## YOUR INSTRUCTIONS:
Copy the whole listing verbatim.

## LISTED RECORDS:
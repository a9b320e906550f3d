//! One shared source of inbound engine events.
//!
//! Every subscriber owns an unbounded queue and names the kinds it wants.
//! `Close` and `Error` are terminal: they reach every subscriber, after which
//! all queues end. A subscriber that joins after the terminal event sees it
//! immediately and nothing else.

use core::{
    fmt::{self, Debug, Formatter},
    pin::Pin,
    task::{Context, Poll},
};
use std::sync::Arc;

use futures_util::Stream;
use parking_lot::Mutex;
use tether_common::{address::Address, error::ListenerError, internal};
use tether_smtp::{
    Authentication, ByteSource, Callback, Envelope, Rejection, SessionInfo, hooks::AuthResponse,
};
use tokio::sync::mpsc;

/// Shared handle on an engine callback. The first completion wins, later ones
/// are ignored and report `false`.
pub struct Reply<T = ()> {
    callback: Arc<Mutex<Option<Callback<T>>>>,
}

impl<T> Clone for Reply<T> {
    fn clone(&self) -> Self {
        Self {
            callback: Arc::clone(&self.callback),
        }
    }
}

impl<T> Debug for Reply<T> {
    fn fmt(&self, f: &mut Formatter<'_>) -> fmt::Result {
        f.debug_struct("Reply")
            .field("pending", &self.is_pending())
            .finish()
    }
}

impl<T> Reply<T> {
    #[must_use]
    pub fn new(callback: Callback<T>) -> Self {
        Self {
            callback: Arc::new(Mutex::new(Some(callback))),
        }
    }

    /// Returns `true` only if this call completed the callback and the session
    /// was still waiting for it.
    pub fn complete(&self, outcome: Result<T, Rejection>) -> bool {
        let callback = self.callback.lock().take();
        callback.is_some_and(|callback| callback.complete(outcome))
    }

    pub fn reject(&self, rejection: Rejection) -> bool {
        self.complete(Err(rejection))
    }

    /// Not yet completed, and the session is still waiting.
    #[must_use]
    pub fn is_pending(&self) -> bool {
        self.callback
            .lock()
            .as_ref()
            .is_some_and(|callback| !callback.is_closed())
    }
}

impl<T: Default> Reply<T> {
    pub fn accept(&self) -> bool {
        self.complete(Ok(T::default()))
    }
}

/// A value that can be taken out of a cloned event exactly once.
pub struct Claim<T> {
    value: Arc<Mutex<Option<T>>>,
}

impl<T> Claim<T> {
    #[must_use]
    pub fn new(value: T) -> Self {
        Self {
            value: Arc::new(Mutex::new(Some(value))),
        }
    }

    pub fn take(&self) -> Option<T> {
        self.value.lock().take()
    }
}

impl<T> Clone for Claim<T> {
    fn clone(&self) -> Self {
        Self {
            value: Arc::clone(&self.value),
        }
    }
}

impl<T> Debug for Claim<T> {
    fn fmt(&self, f: &mut Formatter<'_>) -> fmt::Result {
        f.debug_struct("Claim")
            .field("claimed", &self.value.lock().is_none())
            .finish()
    }
}

#[derive(Clone, Copy, Debug, PartialEq, Eq, Hash)]
pub enum EventKind {
    Started,
    Connect,
    Auth,
    MailFrom,
    RcptTo,
    Data,
    Reset,
    Disconnect,
    Close,
    Error,
}

impl EventKind {
    /// Kinds that end the source and reach every subscriber.
    #[must_use]
    pub const fn is_terminal(self) -> bool {
        matches!(self, Self::Close | Self::Error)
    }
}

#[derive(Clone, Debug)]
pub enum Event {
    /// The listener is bound.
    Started,
    Connect {
        session: Arc<SessionInfo>,
        reply: Reply,
    },
    Auth {
        credentials: Authentication,
        session: Arc<SessionInfo>,
        reply: Reply<AuthResponse>,
    },
    MailFrom {
        sender: Option<Address>,
        session: Arc<SessionInfo>,
        reply: Reply,
    },
    RcptTo {
        recipient: Address,
        session: Arc<SessionInfo>,
        reply: Reply,
    },
    Data {
        source: Claim<ByteSource>,
        envelope: Envelope,
        session: Arc<SessionInfo>,
        reply: Reply,
    },
    /// A session discarded its authentication and waits until its channel
    /// is gone.
    Reset {
        session: Arc<SessionInfo>,
        reply: Reply,
    },
    /// A single inbound session ended.
    Disconnect { session: Arc<SessionInfo> },
    /// The listener stopped after a shutdown.
    Close,
    /// The listener failed.
    Error(Arc<ListenerError>),
}

impl Event {
    #[must_use]
    pub const fn kind(&self) -> EventKind {
        match self {
            Self::Started => EventKind::Started,
            Self::Connect { .. } => EventKind::Connect,
            Self::Auth { .. } => EventKind::Auth,
            Self::MailFrom { .. } => EventKind::MailFrom,
            Self::RcptTo { .. } => EventKind::RcptTo,
            Self::Data { .. } => EventKind::Data,
            Self::Reset { .. } => EventKind::Reset,
            Self::Disconnect { .. } => EventKind::Disconnect,
            Self::Close => EventKind::Close,
            Self::Error(_) => EventKind::Error,
        }
    }
}

struct Subscriber {
    kinds: Vec<EventKind>,
    tx: mpsc::UnboundedSender<Event>,
}

impl Subscriber {
    fn wants(&self, kind: EventKind) -> bool {
        kind.is_terminal() || self.kinds.contains(&kind)
    }
}

#[derive(Default)]
struct Subscribers {
    active: Vec<Subscriber>,
    terminal: Option<Event>,
}

/// Fan-out point between the engine and the pipelines.
#[derive(Clone, Default)]
pub struct EventBus {
    subscribers: Arc<Mutex<Subscribers>>,
}

impl EventBus {
    #[must_use]
    pub fn new() -> Self {
        Self::default()
    }

    /// Receive events of the given kinds, plus the terminal event.
    #[must_use]
    pub fn subscribe(&self, kinds: &[EventKind]) -> EventStream {
        let (tx, rx) = mpsc::unbounded_channel();
        let mut subscribers = self.subscribers.lock();

        if let Some(terminal) = &subscribers.terminal {
            let _ = tx.send(terminal.clone());
        } else {
            subscribers.active.push(Subscriber {
                kinds: kinds.to_vec(),
                tx,
            });
        }

        EventStream { rx }
    }

    /// Deliver `event` to everyone subscribed to its kind and return how many
    /// received it.
    ///
    /// An event nobody receives is dropped along with any reply it carries,
    /// which the engine answers as a temporary failure.
    pub fn publish(&self, event: Event) -> usize {
        let kind = event.kind();
        let mut subscribers = self.subscribers.lock();

        if subscribers.terminal.is_some() {
            internal!(level = DEBUG, "Dropping {kind:?} event published after the source ended");
            return 0;
        }

        let mut delivered = 0;
        subscribers.active.retain(|subscriber| {
            if !subscriber.wants(kind) {
                return !subscriber.tx.is_closed();
            }

            let sent = subscriber.tx.send(event.clone()).is_ok();
            delivered += usize::from(sent);
            sent
        });

        if kind.is_terminal() {
            // Dropping the senders ends every stream once it is drained
            subscribers.active.clear();
            subscribers.terminal = Some(event);
        } else if delivered == 0 {
            internal!(level = WARN, "No subscriber for {kind:?} event");
        }

        delivered
    }

    /// Whether `Close` or `Error` has been published.
    #[must_use]
    pub fn is_finished(&self) -> bool {
        self.subscribers.lock().terminal.is_some()
    }

    #[must_use]
    pub fn subscriber_count(&self) -> usize {
        self.subscribers.lock().active.len()
    }
}

/// One subscriber's view of the bus. Ends after the terminal event.
#[derive(Debug)]
pub struct EventStream {
    rx: mpsc::UnboundedReceiver<Event>,
}

impl EventStream {
    pub async fn recv(&mut self) -> Option<Event> {
        self.rx.recv().await
    }
}

impl Stream for EventStream {
    type Item = Event;

    fn poll_next(mut self: Pin<&mut Self>, cx: &mut Context<'_>) -> Poll<Option<Self::Item>> {
        self.rx.poll_recv(cx)
    }
}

## ANSWER SPACE:
repository a9b320e906550f3d
//! One shared source of inbound engine events.
//!
//! Every subscriber owns an unbounded queue and names the kinds it wants.
//! `Close` and `Error` are terminal: they reach every subscriber, after which
//! all queues end. A subscriber that joins after the terminal event sees it
//! immediately and nothing else.

use core::{
    fmt::{self, Debug, Formatter},
    pin::Pin,
    task::{Context, Poll},
};
use std::sync::Arc;

use futures_util::Stream;
use parking_lot::Mutex;
use tether_common::{address::Address, error::ListenerError, internal};
use tether_smtp::{
    Authentication, ByteSource, Callback, Envelope, Rejection, SessionInfo, hooks::AuthResponse,
};
use tokio::sync::mpsc;

/// Shared handle on an engine callback. The first completion wins, later ones
/// are ignored and report `false`.
pub struct Reply<T = ()> {
    callback: Arc<Mutex<Option<Callback<T>>>>,
}

impl<T> Clone for Reply<T> {
    fn clone(&self) -> Self {
        Self {
            callback: Arc::clone(&self.callback),
        }
    }
}

impl<T> Debug for Reply<T> {
    fn fmt(&self, f: &mut Formatter<'_>) -> fmt::Result {
        f.debug_struct("Reply")
            .field("pending", &self.is_pending())
            .finish()
    }
}

impl<T> Reply<T> {
    #[must_use]
    pub fn new(callback: Callback<T>) -> Self {
        Self {
            callback: Arc::new(Mutex::new(Some(callback))),
        }
    }

    /// Returns `true` only if this call completed the callback and the session
    /// was still waiting for it.
    pub fn complete(&self, outcome: Result<T, Rejection>) -> bool {
        let callback = self.callback.lock().take();
        callback.is_some_and(|callback| callback.complete(outcome))
    }

    pub fn reject(&self, rejection: Rejection) -> bool {
        self.complete(Err(rejection))
    }

    /// Not yet completed, and the session is still waiting.
    #[must_use]
    pub fn is_pending(&self) -> bool {
        self.callback
            .lock()
            .as_ref()
            .is_some_and(|callback| !callback.is_closed())
    }
}

impl<T: Default> Reply<T> {
    pub fn accept(&self) -> bool {
        self.complete(Ok(T::default()))
    }
}

/// A value that can be taken out of a cloned event exactly once.
pub struct Claim<T> {
    value: Arc<Mutex<Option<T>>>,
}

impl<T> Claim<T> {
    #[must_use]
    pub fn new(value: T) -> Self {
        Self {
            value: Arc::new(Mutex::new(Some(value))),
        }
    }

    pub fn take(&self) -> Option<T> {
        self.value.lock().take()
    }
}

impl<T> Clone for Claim<T> {
    fn clone(&self) -> Self {
        Self {
            value: Arc::clone(&self.value),
        }
    }
}

impl<T> Debug for Claim<T> {
    fn fmt(&self, f: &mut Formatter<'_>) -> fmt::Result {
        f.debug_struct("Claim")
            .field("claimed", &self.value.lock().is_none())
            .finish()
    }
}

#[derive(Clone, Copy, Debug, PartialEq, Eq, Hash)]
pub enum EventKind {
    Started,
    Connect,
    Auth,
    MailFrom,
    RcptTo,
    Data,
    Reset,
    Disconnect,
    Close,
    Error,
}

impl EventKind {
    /// Kinds that end the source and reach every subscriber.
    #[must_use]
    pub const fn is_terminal(self) -> bool {
        matches!(self, Self::Close | Self::Error)
    }
}

#[derive(Clone, Debug)]
pub enum Event {
    /// The listener is bound.
    Started,
    Connect {
        session: Arc<SessionInfo>,
        reply: Reply,
    },
    Auth {
        credentials: Authentication,
        session: Arc<SessionInfo>,
        reply: Reply<AuthResponse>,
    },
    MailFrom {
        sender: Option<Address>,
        session: Arc<SessionInfo>,
        reply: Reply,
    },
    RcptTo {
        recipient: Address,
        session: Arc<SessionInfo>,
        reply: Reply,
    },
    Data {
        source: Claim<ByteSource>,
        envelope: Envelope,
        session: Arc<SessionInfo>,
        reply: Reply,
    },
    /// A session discarded its authentication and waits until its channel
    /// is gone.
    Reset {
        session: Arc<SessionInfo>,
        reply: Reply,
    },
    /// A single inbound session ended.
    Disconnect { session: Arc<SessionInfo> },
    /// The listener stopped after a shutdown.
    Close,
    /// The listener failed.
    Error(Arc<ListenerError>),
}

impl Event {
    #[must_use]
    pub const fn kind(&self) -> EventKind {
        match self {
            Self::Started => EventKind::Started,
            Self::Connect { .. } => EventKind::Connect,
            Self::Auth { .. } => EventKind::Auth,
            Self::MailFrom { .. } => EventKind::MailFrom,
            Self::RcptTo { .. } => EventKind::RcptTo,
            Self::Data { .. } => EventKind::Data,
            Self::Reset { .. } => EventKind::Reset,
            Self::Disconnect { .. } => EventKind::Disconnect,
            Self::Close => EventKind::Close,
            Self::Error(_) => EventKind::Error,
        }
    }
}

struct Subscriber {
    kinds: Vec<EventKind>,
    tx: mpsc::UnboundedSender<Event>,
}

impl Subscriber {
    fn wants(&self, kind: EventKind) -> bool {
        kind.is_terminal() || self.kinds.contains(&kind)
    }
}

#[derive(Default)]
struct Subscribers {
    active: Vec<Subscriber>,
    terminal: Option<Event>,
}

/// Fan-out point between the engine and the pipelines.
#[derive(Clone, Default)]
pub struct EventBus {
    subscribers: Arc<Mutex<Subscribers>>,
}

impl EventBus {
    #[must_use]
    pub fn new() -> Self {
        Self::default()
    }

    /// Receive events of the given kinds, plus the terminal event.
    #[must_use]
    pub fn subscribe(&self, kinds: &[EventKind]) -> EventStream {
        let (tx, rx) = mpsc::unbounded_channel();
        let mut subscribers = self.subscribers.lock();

        if let Some(terminal) = &subscribers.terminal {
            let _ = tx.send(terminal.clone());
        } else {
            subscribers.active.push(Subscriber {
                kinds: kinds.to_vec(),
                tx,
            });
        }

        EventStream { rx }
    }

    /// Deliver `event` to everyone subscribed to its kind and return how many
    /// received it.
    ///
    /// An event nobody receives is dropped along with any reply it carries,
    /// which the engine answers as a temporary failure.
    pub fn publish(&self, event: Event) -> usize {
        let kind = event.kind();
        let mut subscribers = self.subscribers.lock();

        if subscribers.terminal.is_some() {
            internal!(level = DEBUG, "Dropping {kind:?} event published after the source ended");
            return 0;
        }

        let mut delivered = 0;
        subscribers.active.retain(|subscriber| {
            if !subscriber.wants(kind) {
                return !subscriber.tx.is_closed();
            }

            let sent = subscriber.tx.send(event.clone()).is_ok();
            delivered += usize::from(sent);
            sent
        });

        if kind.is_terminal() {
            // Dropping the senders ends every stream once it is drained
            subscribers.active.clear();
            subscribers.terminal = Some(event);
        } else if delivered == 0 {
            internal!(level = WARN, "No subscriber for {kind:?} event");
        }

        delivered
    }

    /// Whether `Close` or `Error` has been published.
    #[must_use]
    pub fn is_finished(&self) -> bool {
        self.subscribers.lock().terminal.is_some()
    }

    #[must_use]
    pub fn subscriber_count(&self) -> usize {
        self.subscribers.lock().active.len()
    }
}

/// One subscriber's view of the bus. Ends after the terminal event.
#[derive(Debug)]
pub struct EventStream {
    rx: mpsc::UnboundedReceiver<Event>,
}

impl EventStream {
    pub async fn recv(&mut self) -> Option<Event> {
        self.rx.recv().await
    }
}

impl Stream for EventStream {
    type Item = Event;

    fn poll_next(mut self: Pin<&mut Self>, cx: &mut Context<'_>) -> Poll<Option<Self::Item>> {
        self.rx.poll_recv(cx)
    }
}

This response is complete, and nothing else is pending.